Below are the records; how many of their lines contain "None"? Reply only with that figure.

[Start of section]

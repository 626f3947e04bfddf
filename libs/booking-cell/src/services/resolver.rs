// libs/booking-cell/src/services/resolver.rs
use reqwest::Method;
use serde_json::Value;
use std::sync::Arc;
use tracing::debug;
use uuid::Uuid;

use shared_database::SupabaseClient;

use crate::models::{BookSessionRequest, BookingError, Client, Package, Psychologist, ResolvedParties};

/// Pure-read lookup of the parties to a booking. No side effects.
pub struct EntityResolver {
    supabase: Arc<SupabaseClient>,
}

impl EntityResolver {
    pub fn new(supabase: Arc<SupabaseClient>) -> Self {
        Self { supabase }
    }

    pub async fn resolve(
        &self,
        request: &BookSessionRequest,
        auth_token: &str,
    ) -> Result<ResolvedParties, BookingError> {
        let client = self.resolve_client(request.client_id, auth_token).await?;
        let psychologist = self
            .resolve_psychologist(request.psychologist_id, auth_token)
            .await?;

        let package = match request.package_id {
            Some(package_id) => Some(self.resolve_package(package_id, auth_token).await?),
            None => None,
        };

        Ok(ResolvedParties {
            client,
            psychologist,
            package,
        })
    }

    /// The client reference may be the canonical primary key or a linked
    /// account key; try the primary key first, then fall back.
    async fn resolve_client(&self, client_ref: Uuid, auth_token: &str) -> Result<Client, BookingError> {
        let by_id = format!("/rest/v1/clients?id=eq.{}", client_ref);
        if let Some(client) = self.fetch_one::<Client>(&by_id, auth_token).await? {
            return Ok(client);
        }

        debug!("Client {} not found by primary key, retrying by account key", client_ref);
        let by_account = format!("/rest/v1/clients?account_id=eq.{}", client_ref);
        self.fetch_one::<Client>(&by_account, auth_token)
            .await?
            .ok_or(BookingError::ClientNotFound)
    }

    async fn resolve_psychologist(
        &self,
        psychologist_id: Uuid,
        auth_token: &str,
    ) -> Result<Psychologist, BookingError> {
        let path = format!("/rest/v1/psychologists?id=eq.{}", psychologist_id);
        self.fetch_one::<Psychologist>(&path, auth_token)
            .await?
            .ok_or(BookingError::PsychologistNotFound)
    }

    async fn resolve_package(&self, package_id: Uuid, auth_token: &str) -> Result<Package, BookingError> {
        let path = format!("/rest/v1/packages?id=eq.{}", package_id);
        self.fetch_one::<Package>(&path, auth_token)
            .await?
            .ok_or(BookingError::PackageNotFound)
    }

    async fn fetch_one<T: serde::de::DeserializeOwned>(
        &self,
        path: &str,
        auth_token: &str,
    ) -> Result<Option<T>, BookingError> {
        let result: Vec<Value> = self
            .supabase
            .request(Method::GET, path, Some(auth_token), None)
            .await
            .map_err(|e| BookingError::Database(e.to_string()))?;

        match result.into_iter().next() {
            Some(row) => serde_json::from_value(row)
                .map(Some)
                .map_err(|e| BookingError::Database(format!("Failed to parse row: {}", e))),
            None => Ok(None),
        }
    }
}
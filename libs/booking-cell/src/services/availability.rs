// libs/booking-cell/src/services/availability.rs
use chrono::NaiveDate;
use reqwest::Method;
use serde_json::{json, Value};
use std::sync::Arc;
use tracing::{debug, warn};
use uuid::Uuid;

use shared_database::SupabaseClient;

use crate::models::{AvailabilityDay, BookingError};

/// Advisory availability gate over the per-day slot records. A `false` here
/// rejects the request early; a `true` guarantees nothing — the session
/// uniqueness constraint at write time is the only binding check.
pub struct AvailabilityService {
    supabase: Arc<SupabaseClient>,
}

impl AvailabilityService {
    pub fn new(supabase: Arc<SupabaseClient>) -> Self {
        Self { supabase }
    }

    pub async fn is_available(
        &self,
        psychologist_id: Uuid,
        date: NaiveDate,
        time: &str,
        auth_token: &str,
    ) -> Result<bool, BookingError> {
        debug!(
            "Checking availability for psychologist {} on {} at {}",
            psychologist_id, date, time
        );

        let day = self.get_day(psychologist_id, date, auth_token).await?;
        Ok(day.map(|d| slot_is_open(&d, time)).unwrap_or(false))
    }

    /// Remove the consumed time from the day's slot list. Best effort only:
    /// the session row is the authoritative record, so any failure here is
    /// logged and swallowed rather than undoing a committed booking.
    pub async fn consume(&self, psychologist_id: Uuid, date: NaiveDate, time: &str, auth_token: &str) {
        let day = match self.get_day(psychologist_id, date, auth_token).await {
            Ok(Some(day)) => day,
            Ok(None) => {
                warn!(
                    "No availability record for psychologist {} on {} while consuming slot {}",
                    psychologist_id, date, time
                );
                return;
            }
            Err(e) => {
                warn!("Failed to load availability for slot consumption: {}", e);
                return;
            }
        };

        let remaining: Vec<&String> = day.slots.iter().filter(|s| s.as_str() != time).collect();

        let path = format!(
            "/rest/v1/availability_slots?psychologist_id=eq.{}&date=eq.{}",
            psychologist_id, date
        );
        let body = json!({ "slots": remaining });

        let result: Result<Vec<Value>, _> = self
            .supabase
            .request(Method::PATCH, &path, Some(auth_token), Some(body))
            .await;

        if let Err(e) = result {
            warn!(
                "Failed to remove slot {} for psychologist {} on {}: {}",
                time, psychologist_id, date, e
            );
        }
    }

    async fn get_day(
        &self,
        psychologist_id: Uuid,
        date: NaiveDate,
        auth_token: &str,
    ) -> Result<Option<AvailabilityDay>, BookingError> {
        let path = format!(
            "/rest/v1/availability_slots?psychologist_id=eq.{}&date=eq.{}",
            psychologist_id, date
        );

        let result: Vec<Value> = self
            .supabase
            .request(Method::GET, &path, Some(auth_token), None)
            .await
            .map_err(|e| BookingError::Database(e.to_string()))?;

        match result.into_iter().next() {
            Some(row) => serde_json::from_value(row)
                .map(Some)
                .map_err(|e| BookingError::Database(format!("Failed to parse availability: {}", e))),
            None => Ok(None),
        }
    }
}

/// A slot is open when the day lists it and no externally-synced busy time
/// covers it.
pub fn slot_is_open(day: &AvailabilityDay, time: &str) -> bool {
    day.slots.iter().any(|s| s == time) && !day.blocked_times.iter().any(|b| b == time)
}
use std::sync::Arc;

use chrono::Utc;
use serde_json::{json, Value};
use uuid::Uuid;

use shared_config::AppConfig;

/// Configuration pointing every external surface at a local mock server.
pub struct TestConfig {
    pub supabase_url: String,
    pub supabase_anon_key: String,
    pub calendar_api_url: String,
    pub notification_api_url: String,
}

impl Default for TestConfig {
    fn default() -> Self {
        Self {
            supabase_url: "http://localhost:54321".to_string(),
            supabase_anon_key: "test-anon-key".to_string(),
            calendar_api_url: "http://localhost:54322".to_string(),
            notification_api_url: "http://localhost:54323".to_string(),
        }
    }
}

impl TestConfig {
    /// Point all external surfaces at a single wiremock server.
    pub fn with_mock_server(uri: &str) -> Self {
        Self {
            supabase_url: uri.to_string(),
            calendar_api_url: format!("{}/calendar", uri),
            notification_api_url: uri.to_string(),
            ..Self::default()
        }
    }

    pub fn to_app_config(&self) -> AppConfig {
        AppConfig {
            supabase_url: self.supabase_url.clone(),
            supabase_anon_key: self.supabase_anon_key.clone(),
            calendar_api_url: self.calendar_api_url.clone(),
            calendar_service_token: "test-calendar-service-token".to_string(),
            email_api_url: format!("{}/email", self.notification_api_url),
            email_api_key: "test-email-key".to_string(),
            whatsapp_api_url: format!("{}/whatsapp", self.notification_api_url),
            whatsapp_api_token: "test-whatsapp-token".to_string(),
            reminder_lead_hours: 24,
            meeting_provision_timeout_secs: 2,
        }
    }

    pub fn to_arc(&self) -> Arc<AppConfig> {
        Arc::new(self.to_app_config())
    }
}

/// Canned PostgREST row payloads for wiremock-backed tests.
pub struct MockSupabaseResponses;

impl MockSupabaseResponses {
    pub fn client_row(id: &Uuid, name: &str) -> Value {
        json!({
            "id": id,
            "account_id": null,
            "full_name": name,
            "email": format!("{}@example.com", name.to_lowercase().replace(' ', ".")),
            "phone": "+5215512345678"
        })
    }

    pub fn client_row_with_account(id: &Uuid, account_id: &Uuid, name: &str) -> Value {
        let mut row = Self::client_row(id, name);
        row["account_id"] = json!(account_id);
        row
    }

    pub fn psychologist_row(id: &Uuid, name: &str) -> Value {
        json!({
            "id": id,
            "full_name": name,
            "email": format!("{}@clinic.example.com", name.to_lowercase().replace(' ', ".")),
            "phone": "+5215587654321",
            "calendar_access_token": null,
            "calendar_refresh_token": null,
            "calendar_token_expiry": null
        })
    }

    pub fn psychologist_row_with_calendar(id: &Uuid, name: &str, expires_in_minutes: i64) -> Value {
        let mut row = Self::psychologist_row(id, name);
        row["calendar_access_token"] = json!("ya29.test-access-token");
        row["calendar_refresh_token"] = json!("1//test-refresh-token");
        row["calendar_token_expiry"] =
            json!(Utc::now() + chrono::Duration::minutes(expires_in_minutes));
        row
    }

    pub fn package_row(id: &Uuid, session_count: i32, price: f64) -> Value {
        json!({
            "id": id,
            "name": format!("{}-session package", session_count),
            "session_count": session_count,
            "price": price
        })
    }

    pub fn payment_row(id: &Uuid, client_id: &Uuid, psychologist_id: &Uuid, amount: f64) -> Value {
        json!({
            "id": id,
            "transaction_id": format!("MANUAL-{}-abc123def", Utc::now().timestamp_millis()),
            "session_id": null,
            "client_id": client_id,
            "psychologist_id": psychologist_id,
            "package_id": null,
            "amount": amount,
            "status": "success",
            "payment_method": "cash",
            "metadata": {},
            "created_at": Utc::now()
        })
    }

    pub fn session_row(
        id: &Uuid,
        client_id: &Uuid,
        psychologist_id: &Uuid,
        payment_id: &Uuid,
        date: &str,
        time: &str,
    ) -> Value {
        json!({
            "id": id,
            "client_id": client_id,
            "psychologist_id": psychologist_id,
            "package_id": null,
            "session_date": date,
            "session_time": time,
            "status": "booked",
            "payment_id": payment_id,
            "price": 1000.0,
            "meet_link": null,
            "calendar_event_id": null,
            "calendar_link": null,
            "notes": null,
            "created_at": Utc::now(),
            "updated_at": Utc::now()
        })
    }

    pub fn availability_row(psychologist_id: &Uuid, date: &str, slots: &[&str]) -> Value {
        json!({
            "id": Uuid::new_v4(),
            "psychologist_id": psychologist_id,
            "date": date,
            "slots": slots,
            "blocked_times": []
        })
    }

    pub fn consumption_row(
        client_id: &Uuid,
        package_id: &Uuid,
        psychologist_id: &Uuid,
        remaining: i32,
    ) -> Value {
        json!({
            "id": Uuid::new_v4(),
            "client_id": client_id,
            "package_id": package_id,
            "psychologist_id": psychologist_id,
            "first_session_id": null,
            "remaining_sessions": remaining,
            "status": "active",
            "created_at": Utc::now(),
            "updated_at": Utc::now()
        })
    }

    /// PostgREST body for a unique-index violation on the session tuple.
    pub fn unique_violation_body() -> Value {
        json!({
            "code": "23505",
            "message": "duplicate key value violates unique constraint \"sessions_slot_active_key\"",
            "details": "Key (psychologist_id, session_date, session_time) already exists."
        })
    }
}
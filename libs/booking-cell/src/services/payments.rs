// libs/booking-cell/src/services/payments.rs
use chrono::Utc;
use rand::Rng;
use reqwest::Method;
use serde_json::{json, Value};
use std::sync::Arc;
use tracing::{debug, info};
use uuid::Uuid;

use shared_database::{DbError, SupabaseClient};

use crate::models::{BookSessionRequest, BookingError, PaymentRecord, ResolvedParties};

/// Writes payment records for money received outside the automated payment
/// flow (cash, bank transfer, manual entry). Manual entries carry status
/// `success` directly: there is no verification step for them.
pub struct PaymentLedgerService {
    supabase: Arc<SupabaseClient>,
}

impl PaymentLedgerService {
    pub fn new(supabase: Arc<SupabaseClient>) -> Self {
        Self { supabase }
    }

    pub async fn create_manual_payment(
        &self,
        request: &BookSessionRequest,
        parties: &ResolvedParties,
        auth_token: &str,
    ) -> Result<PaymentRecord, BookingError> {
        let transaction_id = generate_transaction_id();
        debug!("Creating manual payment {}", transaction_id);

        let body = json!({
            "transaction_id": transaction_id,
            "session_id": null,
            "client_id": parties.client.id,
            "psychologist_id": parties.psychologist.id,
            "package_id": request.package_id,
            "amount": request.amount,
            "status": "success",
            "payment_method": request.payment_method,
            "metadata": {
                "entry": "manual",
                "recorded_at": Utc::now().to_rfc3339(),
                "received_date": request.payment_received_date,
            },
            "created_at": Utc::now().to_rfc3339(),
        });

        let payment: PaymentRecord = self
            .supabase
            .insert_returning("payments", Some(auth_token), body)
            .await
            .map_err(|e| BookingError::Database(e.to_string()))?;

        info!("Manual payment {} recorded as {}", payment.transaction_id, payment.id);
        Ok(payment)
    }

    /// Link the payment to the session it funded. Called exactly once, right
    /// after the session insert succeeds.
    pub async fn attach_session(
        &self,
        payment_id: Uuid,
        session_id: Uuid,
        auth_token: &str,
    ) -> Result<(), BookingError> {
        let path = format!("/rest/v1/payments?id=eq.{}", payment_id);
        let body = json!({ "session_id": session_id });

        let _: Vec<Value> = self
            .supabase
            .request(Method::PATCH, &path, Some(auth_token), Some(body))
            .await
            .map_err(|e| BookingError::Database(e.to_string()))?;

        Ok(())
    }

    /// Used only by compensation.
    pub async fn delete(&self, payment_id: Uuid, auth_token: &str) -> Result<(), DbError> {
        let path = format!("/rest/v1/payments?id=eq.{}", payment_id);
        let _: Vec<Value> = self
            .supabase
            .request(Method::DELETE, &path, Some(auth_token), None)
            .await?;
        Ok(())
    }
}

/// `MANUAL-<unix-millis>-<9 random base36 chars>`: unique in practice without
/// any coordinator-wide counter, and traceable by eye in the ledger.
pub fn generate_transaction_id() -> String {
    let millis = Utc::now().timestamp_millis();
    let mut rng = rand::thread_rng();
    let suffix: String = (0..9)
        .map(|_| {
            let digit = rng.gen_range(0..36u32);
            char::from_digit(digit, 36).unwrap()
        })
        .collect();
    format!("MANUAL-{}-{}", millis, suffix)
}
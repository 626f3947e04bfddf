// libs/booking-cell/src/router.rs
use std::sync::Arc;

use axum::{routing::post, Router};

use shared_config::AppConfig;

use crate::handlers;

pub fn booking_routes(state: Arc<AppConfig>) -> Router {
    Router::new()
        .route("/book", post(handlers::book_session))
        .with_state(state)
}
pub mod error;
pub mod supabase;

pub use supabase::{DbError, SupabaseClient};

[End of section]

ANSWER FOR THE TASK: 7